M: There once was this American high school team who recently recruited a new coxswain from Canada. She arrived early to practice one morning and the coach was short one coxswain for lineups and decided to let her take out one of the eights with a relatively strong crew. Excited, she made calls and built the momentum from drills to racing pieces. The river that the crews practiced usually was wide enough, yet sometimes barges from port cities downstream ventured up the river to exchange goods. The experienced coxswains normally left enough space between their boats, but the Canadian was not familiar with this river. She soon found herself in a position where the boat was on a collision course with a barge that had started coming up the river. Frantic, she yelled, “Let it run.” However, the boat didn’t slow down. Instead the rowers began lengthening their strokes and thereby gaining more speed. She continued to make the call “let it run, let it run…LET IT RUN” until the boat crashed into the barge. Her coach, who had been too far away to prevent the collision hurried over in a launch and asked what had happened. One of the rowers said, “all she told us to do was to let it run. We didn’t know we had to weigh ‘nough.”

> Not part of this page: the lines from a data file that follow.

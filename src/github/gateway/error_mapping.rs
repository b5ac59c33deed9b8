//! Error mapping helpers for the Octocrab gateway implementation.

use http::StatusCode;

use crate::error::PatchError;

/// Checks if a GitHub error status indicates an authentication failure.
pub(super) const fn is_auth_failure(status: StatusCode) -> bool {
    matches!(status, StatusCode::UNAUTHORIZED | StatusCode::FORBIDDEN)
}

/// Checks if an octocrab error represents a network/transport issue.
pub(super) const fn is_network_error(error: &octocrab::Error) -> bool {
    matches!(
        error,
        octocrab::Error::Http { .. }
            | octocrab::Error::Hyper { .. }
            | octocrab::Error::Service { .. }
    )
}

/// Status and message of an error response GitHub actually sent.
pub(super) fn github_failure(error: &octocrab::Error) -> Option<(StatusCode, &str)> {
    match error {
        octocrab::Error::GitHub { source, .. } => {
            Some((source.status_code, source.message.as_str()))
        }
        _ => None,
    }
}

/// Returns `true` when GitHub answered with a 404.
pub(super) fn is_not_found(error: &octocrab::Error) -> bool {
    github_failure(error).is_some_and(|(status, _)| status == StatusCode::NOT_FOUND)
}

pub(super) fn map_octocrab_error(operation: &str, error: &octocrab::Error) -> PatchError {
    if let Some((status, message)) = github_failure(error) {
        return map_http_error(operation, status, Some(message.to_owned()));
    }

    if is_network_error(error) {
        return PatchError::Network {
            message: format!("{operation} failed: {error}"),
        };
    }

    PatchError::Api {
        message: format!("{operation} failed: {error}"),
    }
}

pub(super) fn map_http_error(
    operation: &str,
    status: StatusCode,
    maybe_message: Option<String>,
) -> PatchError {
    let message = maybe_message.unwrap_or_else(|| "unknown error".to_owned());
    if is_auth_failure(status) {
        PatchError::Authentication {
            message: format!("{operation} failed: GitHub returned {status} {message}"),
        }
    } else {
        PatchError::Api {
            message: format!("{operation} failed with status {status}: {message}"),
        }
    }
}

/// Maps a failure to read the base branch head; 404 means the branch is
/// missing.
pub(super) fn map_ref_read_error(branch: &str, error: &octocrab::Error) -> PatchError {
    match github_failure(error) {
        Some((StatusCode::NOT_FOUND, message)) => PatchError::RefNotFound {
            branch: branch.to_owned(),
            message: message.to_owned(),
        },
        _ => map_octocrab_error("read branch head", error),
    }
}

/// Maps a failure to create a branch reference.
pub(super) fn map_ref_create_error(branch: &str, error: &octocrab::Error) -> PatchError {
    match github_failure(error) {
        Some((StatusCode::UNPROCESSABLE_ENTITY, message))
            if message.to_lowercase().contains("already exists") =>
        {
            PatchError::RefCreateConflict {
                branch: branch.to_owned(),
                message: message.to_owned(),
            }
        }
        _ => map_octocrab_error("create branch", error),
    }
}

/// Maps a failure to write file contents; stale or missing blob SHAs become
/// [`PatchError::ContentConflict`].
pub(super) fn map_content_write_error(path: &str, error: &octocrab::Error) -> PatchError {
    match github_failure(error) {
        Some((StatusCode::CONFLICT, message)) => PatchError::ContentConflict {
            path: path.to_owned(),
            message: message.to_owned(),
        },
        Some((StatusCode::UNPROCESSABLE_ENTITY, message))
            if message.to_lowercase().contains("sha") =>
        {
            PatchError::ContentConflict {
                path: path.to_owned(),
                message: message.to_owned(),
            }
        }
        _ => map_octocrab_error("write file", error),
    }
}

/// Maps a failed merge; 405 and 409 mean GitHub refused to merge.
pub(super) fn map_merge_error(number: u64, error: &octocrab::Error) -> PatchError {
    match github_failure(error) {
        Some((StatusCode::METHOD_NOT_ALLOWED | StatusCode::CONFLICT, message)) => {
            PatchError::PullRequestNotMergeable {
                number,
                message: message.to_owned(),
            }
        }
        _ => map_octocrab_error("merge pull request", error),
    }
}

pub(super) fn extract_github_message(body: &str) -> Option<String> {
    let Ok(value) = serde_json::from_str::<serde_json::Value>(body) else {
        return None;
    };
    value
        .get("message")
        .and_then(serde_json::Value::as_str)
        .map(ToOwned::to_owned)
}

M passed away before I could properly conduct this interview, but in the rowing community there are two different rowing commands to stop rowing: let it run and weigh ‘nough. The majority of American rowing clubs use the latter. Let it run is easily confused with “Let it glide” in order to maximize the run, or distance of water travelled between strokes. After M told this joke, the entire boat club were dying of laughter, yet when I told this joke to a friend, she did not understand it. Almost all internationally experienced rowers know of this joke, but anyone outside the rowing community probably would not understand it.